During the earnings call, Musk disclosed for the first time the specific outline of the research facility: the location has been confirmed as the Giga Texas campus. The budget is about $30 billion USD, with monthly production capacity of thousands of wafers, using the Intel 14A process. Musk explained that Terafab plans to start from the research facility and then gradually scale up to mass production. When Terafab enters the “initial scaling phase,” the Intel 14A process is expected to be in a state ready for mature mass production—the timing lines up.

It is worth noting that the “scaling phase” from the research facility to full mass production will not be handled by Tesla alone—Musk clearly stated that this part will be taken over and executed by SpaceX. The mass production expansion and systems integration experience SpaceX has accumulated in rocket manufacturing are viewed as a key leverage for Terafab to make the leap from lab-scale to industrial-scale.

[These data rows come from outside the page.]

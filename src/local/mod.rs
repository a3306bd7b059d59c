//! Local repository queries.
//!
//! This module answers the questions URL construction needs from the local
//! checkout: which commit a commitish names, which remote contains it, where
//! that remote fetches from, and whether a path is a file or a directory.
//!
//! # Example
//!
//! ```no_run
//! use git_browse::local::Repository;
//! use git_browse::process::GitCommand;
//!
//! let runner = GitCommand::new();
//! let repository = Repository::new(&runner);
//! if let Ok(Some(remote)) = repository.find_containing_remote("HEAD") {
//!     println!("HEAD is on {remote}");
//! }
//! ```

mod error;
mod remote;
mod repository;
mod types;

pub use error::RepositoryError;
pub use remote::{DEFAULT_REMOTE_NAME, FetchUrl, select_containing_remote};
pub use repository::Repository;
pub use types::{CommitSha, ObjectKind};

#[cfg(test)]
mod tests;
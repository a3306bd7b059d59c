//! The `path[:line[:end]]` argument grammar and root-relative paths.

use std::sync::LazyLock;

use camino::{Utf8Component, Utf8Path};
use regex::Regex;

use crate::hosting::LineRange;

#[expect(
    clippy::expect_used,
    reason = "Regex literal is compile-time constant and cannot fail"
)]
static PATH_WITH_RANGE: LazyLock<Regex> = LazyLock::new(|| {
    Regex::new(r"^(.*?):(\d+)(?::(\d+))?$").expect("PATH_WITH_RANGE is a valid regex literal")
});

/// Splits an optional `:LINE` or `:START:END` suffix off `input`.
///
/// Input without a suffix, or whose line numbers do not fit in a `u32`, is
/// returned unchanged with no range.
///
/// ```
/// use git_browse::browse::parse_path_with_range;
/// use git_browse::hosting::LineRange;
///
/// assert_eq!(
///     parse_path_with_range("foo/bar.ts:5:9"),
///     ("foo/bar.ts", Some(LineRange::Span { start: 5, end: 9 }))
/// );
/// assert_eq!(parse_path_with_range("foo/bar.ts"), ("foo/bar.ts", None));
/// ```
#[must_use]
pub fn parse_path_with_range(input: &str) -> (&str, Option<LineRange>) {
    let Some(caps) = PATH_WITH_RANGE.captures(input) else {
        return (input, None);
    };
    let (Some(path), Some(start_digits)) = (caps.get(1), caps.get(2)) else {
        return (input, None);
    };
    let Ok(start) = start_digits.as_str().parse::<u32>() else {
        return (input, None);
    };

    let range = match caps.get(3).map(|end| end.as_str().parse::<u32>()) {
        None => LineRange::Line(start),
        Some(Ok(end)) => LineRange::Span { start, end },
        Some(Err(_)) => return (input, None),
    };
    (path.as_str(), Some(range))
}

/// Joins `path` onto the working directory's `prefix` and normalises the
/// result to a `/`-separated path from the repository root.
///
/// `.` components are dropped and `..` removes the preceding component.
/// The repository root itself is the empty string.
#[must_use]
pub fn root_relative(prefix: &str, path: &str) -> String {
    let joined = Utf8Path::new(prefix).join(path);
    let mut parts: Vec<&str> = Vec::new();
    for component in joined.components() {
        match component {
            Utf8Component::Normal(part) => parts.push(part),
            Utf8Component::ParentDir => {
                parts.pop();
            }
            Utf8Component::CurDir | Utf8Component::RootDir | Utf8Component::Prefix(_) => {}
        }
    }
    parts.join("/")
}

Nowhere else in the world: memory, logic, masks, and packaging all under one roof

The most disruptive design of the research facility is the ultimate in vertical integration: lithography mask creation, logic chips, memory chips, and packaging—all concentrated within the same building. Musk said plainly during the earnings call: “There is no other place in the world that puts these four things under one roof.”

Behind this integrated architecture is a clear engineering logic—a quick iteration loop. In traditional chip development, mask making, logic design, memory integration, and packaging testing are distributed across different suppliers and locations. Every back-and-forth between each step incurs time costs measured in weeks or months. Terafab compresses the entire chain into a single building, aiming to allow Tesla to iterate AI chip designs at several times the industry’s speed, supporting the rapid evolution of multiple product lines such as Optimus robots, FSD autonomous driving, and xAI computing power.

Intel joins, recruits in Taiwan, states a position on TSMC: Terafab has started mobilization

The new material coming out of the Q1 earnings call is the latest checkpoint in a recent series of Terafab moves. Earlier, Intel has officially announced that it is joining the Terafab program, working together with SpaceX and Tesla to build terawatt-class AI computing infrastructure. On the talent front, Tesla has been actively recruiting in Taiwan, offering triple the salary to attract engineers familiar with 2nm process and advanced CoWoS packaging, directly targeting the core talent pool at TSMC.

In response to external doubts about competitive relations with TSMC, Musk made his stance clear: “Terafab will always be TSMC’s largest customer, not a competitor.” This statement echoes Terafab’s positioning logic: the goal is to fill the absolute gap in AI computing power—not to replace the existing wafer foundry ecosystem. He had proposed earlier that the global annual AI computing capacity is about 20 GW, which can only satisfy about 2% of his estimated long-term demand. The scale of the gap is so large that the current supply chain cannot even begin to imagine it.

The infrastructure battlefield is being rewritten

Judging from the numbers in the earnings report, Terafab’s $30 billion USD budget for the research facility is only the starting point. External estimates suggest that to truly close the computing-power shortfall described by Musk, the full construction cost could be as high as $5 trillion USD. Tesla’s official total budget range is $250 to $400 billion USD. The first-phase project is planned to begin production in the second half of 2027, move into mass production in 2028, and be fully completed in 2030.

When one of the most high-profile tech entrepreneurs in the world decides to personally step in and build a wafer fab, the signal conveyed by this move itself goes beyond any earnings figure: the AI computing race is no longer just a contest of software, models, or cloud computing. Whoever controls the physical infrastructure for chip manufacturing will determine the rules of the game in the next round.